То же побуждение внешней опрятности объясняет и обычай омовения умершего. Как строго исполнялся этот обряд у греков и римлян, можно видеть из примера Сократа, который перед тем, как выпить яд, принял ванну, чтобы по смерти не утруждать этой работой женщин. Обмытое тело покрывали мазями и маслом или ароматическими веществами, судя по средствам и состоянию умершего. Бальзамирование умерших в Египте было одним из видов этой операции и было направлено к возможно более долгому сохранению трупа в целости. В древнейшие времена у греков труп обвертывали в большую простыню с головы до ног, потом надевали на него белую широкую одежду и в этом виде предавали земле. Так говорит Гомер о погребении Патрокла.
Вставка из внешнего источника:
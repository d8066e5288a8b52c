//! DOCX package detection and validation.

use crate::error::{Error, Result};
use std::fs::File;
use std::io::Read;
use std::path::Path;

/// Kind of zip container found at the start of the input.
#[derive(Debug, Clone, Copy, PartialEq, Eq)]
pub enum PackageFormat {
    /// A zip archive with at least one entry
    Zip,
    /// A zip archive with no entries
    EmptyZip,
}

impl std::fmt::Display for PackageFormat {
    fn fmt(&self, f: &mut std::fmt::Formatter<'_>) -> std::fmt::Result {
        match self {
            PackageFormat::Zip => write!(f, "ZIP package"),
            PackageFormat::EmptyZip => write!(f, "empty ZIP package"),
        }
    }
}

/// Zip local file header magic: PK\x03\x04
const LOCAL_HEADER_MAGIC: &[u8] = b"PK\x03\x04";
/// Zip end-of-central-directory magic, first record of an empty archive
const EMPTY_ARCHIVE_MAGIC: &[u8] = b"PK\x05\x06";

/// Detect the package format from a file path.
///
/// # Example
/// ```no_run
/// use undocx::detect::detect_format_from_path;
///
/// let format = detect_format_from_path("document.docx").unwrap();
/// println!("{}", format);
/// ```
pub fn detect_format_from_path<P: AsRef<Path>>(path: P) -> Result<PackageFormat> {
    let mut header = Vec::with_capacity(4);
    File::open(path)?.take(4).read_to_end(&mut header)?;
    detect_format_from_bytes(&header)
}

/// Detect the package format from bytes.
///
/// # Returns
/// * `Ok(PackageFormat)` if the data starts with a zip signature
/// * `Err(Error::UnknownFormat)` otherwise
pub fn detect_format_from_bytes(data: &[u8]) -> Result<PackageFormat> {
    if data.starts_with(LOCAL_HEADER_MAGIC) {
        Ok(PackageFormat::Zip)
    } else if data.starts_with(EMPTY_ARCHIVE_MAGIC) {
        Ok(PackageFormat::EmptyZip)
    } else {
        Err(Error::UnknownFormat)
    }
}

/// Check if a file looks like a DOCX package.
pub fn is_docx<P: AsRef<Path>>(path: P) -> bool {
    detect_format_from_path(path).is_ok()
}

/// Check if bytes look like a DOCX package.
pub fn is_docx_bytes(data: &[u8]) -> bool {
    detect_format_from_bytes(data).is_ok()
}
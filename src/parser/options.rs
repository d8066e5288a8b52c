//! Parsing options and configuration.

use super::StyleMap;

/// Options for importing DOCX documents.
#[derive(Debug, Clone)]
pub struct ParseOptions {
    /// Whether to decode embedded drawings into images
    pub extract_images: bool,

    /// Named-style resolution table
    pub style_map: StyleMap,
}

impl ParseOptions {
    /// Create new parse options with defaults.
    pub fn new() -> Self {
        Self::default()
    }

    /// Enable or disable image extraction.
    pub fn with_images(mut self, extract: bool) -> Self {
        self.extract_images = extract;
        self
    }

    /// Extract text only (drawings are skipped silently).
    pub fn text_only(mut self) -> Self {
        self.extract_images = false;
        self
    }

    /// Set the style resolution table.
    pub fn with_style_map(mut self, style_map: StyleMap) -> Self {
        self.style_map = style_map;
        self
    }
}

impl Default for ParseOptions {
    fn default() -> Self {
        Self {
            extract_images: true,
            style_map: StyleMap::default(),
        }
    }
}

#[cfg(test)]
mod tests {
    use super::*;
    use crate::model::Style;

    #[test]
    fn test_parse_options_builder() {
        let options = ParseOptions::new()
            .text_only()
            .with_style_map(StyleMap::default().with_alias("Caption", Style::SubtleEmphasis));

        assert!(!options.extract_images);
        assert_eq!(options.style_map.resolve("Caption"), Style::SubtleEmphasis);
    }

    #[test]
    fn test_default_options() {
        let options = ParseOptions::default();
        assert!(options.extract_images);
        assert_eq!(options.style_map, StyleMap::default());
    }
}
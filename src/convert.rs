//! File-level conversion: import a DOCX, render it, and write the output files.
//!
//! # Example
//!
//! ```no_run
//! use undocx::convert::{convert_file, ConvertOptions, OutputFormat};
//! use std::path::Path;
//!
//! fn main() -> undocx::Result<()> {
//!     let options = ConvertOptions::new().with_format(OutputFormat::Html);
//!     let result = convert_file(Path::new("Guide.docx"), None, &options)?;
//!     println!("{}", result.output_path.display());
//!     Ok(())
//! }
//! ```

use std::fs::{self, File};
use std::io::BufWriter;
use std::path::{Path, PathBuf};

use crate::error::Result;
use crate::parser::{DocxParser, ParseOptions};
use crate::render::{to_json, DocumentStats, HtmlRenderer, JsonFormat, PlainTextRenderer, RenderOptions};

/// Name of the image directory created next to HTML output.
pub const IMAGES_DIR_NAME: &str = "Images";

/// Output format for conversion.
#[derive(Debug, Clone, Copy, Default, PartialEq, Eq)]
pub enum OutputFormat {
    /// HTML fragments with a metadata header
    #[default]
    Html,

    /// Plain text
    Text,

    /// JSON dump of the document tree
    Json,
}

impl OutputFormat {
    /// File extension of the output.
    pub fn extension(self) -> &'static str {
        match self {
            OutputFormat::Html => "html",
            OutputFormat::Text => "txt",
            OutputFormat::Json => "json",
        }
    }
}

/// Options for document conversion.
#[derive(Debug, Clone, Default)]
pub struct ConvertOptions {
    /// Output format
    pub format: OutputFormat,

    /// Import options
    pub parse: ParseOptions,

    /// Rendering options
    pub render: RenderOptions,
}

impl ConvertOptions {
    /// Create new conversion options.
    pub fn new() -> Self {
        Self::default()
    }

    /// Set output format.
    pub fn with_format(mut self, format: OutputFormat) -> Self {
        self.format = format;
        self
    }

    /// Set import options.
    pub fn with_parse_options(mut self, options: ParseOptions) -> Self {
        self.parse = options;
        self
    }

    /// Set rendering options.
    pub fn with_render_options(mut self, options: RenderOptions) -> Self {
        self.render = options;
        self
    }
}

/// Where a conversion writes its files.
#[derive(Debug, Clone, PartialEq, Eq)]
pub struct OutputPaths {
    /// The rendered output file
    pub file: PathBuf,

    /// Directory for extracted images
    pub images_dir: PathBuf,
}

impl OutputPaths {
    /// Derive output paths from a destination path.
    ///
    /// The destination's extension is replaced by the format's and spaces in
    /// its stem become underscores; images go to an `Images` directory
    /// beside it.
    pub fn new(destination: &Path, format: OutputFormat) -> Self {
        let dir = destination.parent().unwrap_or_else(|| Path::new(""));
        let base = destination
            .file_stem()
            .map(|s| s.to_string_lossy().replace(' ', "_"))
            .unwrap_or_else(|| "output".to_string());

        Self {
            file: dir.join(format!("{}.{}", base, format.extension())),
            images_dir: dir.join(IMAGES_DIR_NAME),
        }
    }
}

/// Result of a file conversion.
#[derive(Debug, Clone)]
pub struct ConvertResult {
    /// The written output file
    pub output_path: PathBuf,

    /// Image directory of HTML output, if any image was saved
    pub images_dir: Option<PathBuf>,

    /// Statistics of the imported document
    pub stats: DocumentStats,
}

/// Convert a DOCX file.
///
/// `output` defaults to `input`; see [`OutputPaths::new`] for how the
/// written file names are derived. The image directory is created by the
/// renderer on the first saved image. The input is fully imported before
/// any output is created, so an import failure leaves no files behind.
pub fn convert_file(
    input: &Path,
    output: Option<&Path>,
    options: &ConvertOptions,
) -> Result<ConvertResult> {
    let document = DocxParser::open_with_options(input, options.parse.clone())?.parse()?;
    let stats = DocumentStats::collect(&document);

    let paths = OutputPaths::new(output.unwrap_or(input), options.format);
    if let Some(dir) = paths.file.parent().filter(|d| !d.as_os_str().is_empty()) {
        fs::create_dir_all(dir)?;
    }

    let mut images_dir = None;
    match options.format {
        OutputFormat::Html => {
            let mut render = options.render.clone();
            let dir = render
                .image_dir
                .get_or_insert_with(|| paths.images_dir.clone())
                .clone();

            let writer = BufWriter::new(File::create(&paths.file)?);
            HtmlRenderer::new(writer, render).render(&document)?;
            images_dir = dir.is_dir().then_some(dir);
        }
        OutputFormat::Text => {
            let writer = BufWriter::new(File::create(&paths.file)?);
            PlainTextRenderer::new(writer).render(&document)?;
        }
        OutputFormat::Json => {
            fs::write(&paths.file, to_json(&document, JsonFormat::Pretty)?)?;
        }
    }

    log::debug!("Wrote {}", paths.file.display());
    Ok(ConvertResult {
        output_path: paths.file,
        images_dir,
        stats,
    })
}
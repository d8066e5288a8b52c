//! Named-style resolution table.

use std::collections::HashMap;

use crate::error::{Error, Result};
use crate::model::Style;

/// Maps named styles found in the source package onto the [`Style`] vocabulary.
///
/// Lookups are exact and case-sensitive. Names missing from the table
/// resolve to [`Style::Custom`].
#[derive(Debug, Clone, PartialEq, Eq)]
pub struct StyleMap {
    entries: HashMap<String, Style>,
}

impl StyleMap {
    /// A table containing only the given entries, without the defaults.
    pub fn empty() -> Self {
        Self {
            entries: HashMap::new(),
        }
    }

    /// Load aliases from a JSON object of `"StyleName": "Variant"` pairs,
    /// merged over the default table.
    ///
    /// ```
    /// use undocx::parser::StyleMap;
    /// use undocx::model::Style;
    ///
    /// let map = StyleMap::from_json(r#"{ "SourceCode": "Code" }"#).unwrap();
    /// assert_eq!(map.resolve("SourceCode"), Style::Code);
    /// assert_eq!(map.resolve("Heading1"), Style::Heading1);
    /// ```
    pub fn from_json(json: &str) -> Result<Self> {
        let aliases: HashMap<String, Style> = serde_json::from_str(json)
            .map_err(|e| Error::Other(format!("Invalid style map: {}", e)))?;
        let mut map = Self::default();
        map.entries.extend(aliases);
        Ok(map)
    }

    /// Add or replace a mapping.
    pub fn with_alias(mut self, name: impl Into<String>, style: Style) -> Self {
        self.entries.insert(name.into(), style);
        self
    }

    /// Resolve a named style.
    pub fn resolve(&self, name: &str) -> Style {
        self.entries.get(name).copied().unwrap_or_default()
    }

    /// Number of names in the table.
    pub fn len(&self) -> usize {
        self.entries.len()
    }

    /// Check if the table is empty.
    pub fn is_empty(&self) -> bool {
        self.entries.is_empty()
    }
}

impl Default for StyleMap {
    fn default() -> Self {
        let mut entries: HashMap<String, Style> = Style::ALL
            .iter()
            .map(|style| (style.name().to_string(), *style))
            .collect();
        entries.insert("CodeInline".to_string(), Style::Code);
        Self { entries }
    }
}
Приготовляя к погребению, древние греки имели обыкновение украшать головы умерших венками из живых цветов, лавровыми и миртовыми ветвями — обряд, который был удержан и в христианской погребальной практике, как это видно из орнаментов на христианских памятниках в катакомбах. Дуранд в своем Rationale divinorum officiorura говорит, что умерших принято венчать лаврами или плющом, долго не вянущими растениями, изображающими надежду воскресения. Наши венчики составляют продолжение или, лучше сказать, замену того же обычая.
Когда тело умершего было таким образом приготовлено, его клали в ближайшей к входу комнате, ногами к дверям, и оставляли в этом положении на несколько дней, до того времени, когда назначалось самое погребение. Во все это время тело покойника было предметом самого заботливого ухода; его тщательно охраняли от насекомых, от влияния воздуха; заботились, чтобы оно осталось целым и неприкосновенным. Перед самым зарытием в землю в рот покойнику клали монету, которая предназначалась в уплату Харону за перевозку души умершего через воды Стикса. Эта цена, простиравшаяся до трех оболов, была, как видно, нормальная и нередко находила иллюзию в эпиграммах комических поэтов насчет подкупности судей и чиновников. Кроме этой платы за провоз, клали в руку умершего еще особую лепешку из меда и муки для укрощения Цербера, стерегшего вход в царство Плутона. Об этом упоминает Виргилий в следующей сцене похождения Энея у берегов Стикса. Энею нужно выйти из подземного церства, но при самом выходе из пещеры лежит страшный трехголовый Цербер, своим громким лаем оглашая окрестности пещеры. Увидя этого опасного стража, Эней бросает ему лепешку, голодный пес, схватывая добычу, начинает пожирать ее зараз тройною пастью и растягивается на земле, на всем протяжении пещеры. Тогда Эней занимает выход, усыпивши внимательного стража, и поспешно выходит на берег волшебного Стикса. Во все время, пока умерший оставался в доме, время от времени громко произносилось его имя, и эта церемония составляла так называемое conclamatio. Причину conclamationis указывает Плиний в следующих словах: «Так как можно ошибиться насчет присутствия жизненнаго духа в теле обмерших, то и употребляют вскрикивание к умершему, чтобы тем скорее вызвать его к жизни, если умерший находится в летаргии, или скорее уничтожить последние слабые искры жизненной силы, если бы они оставались».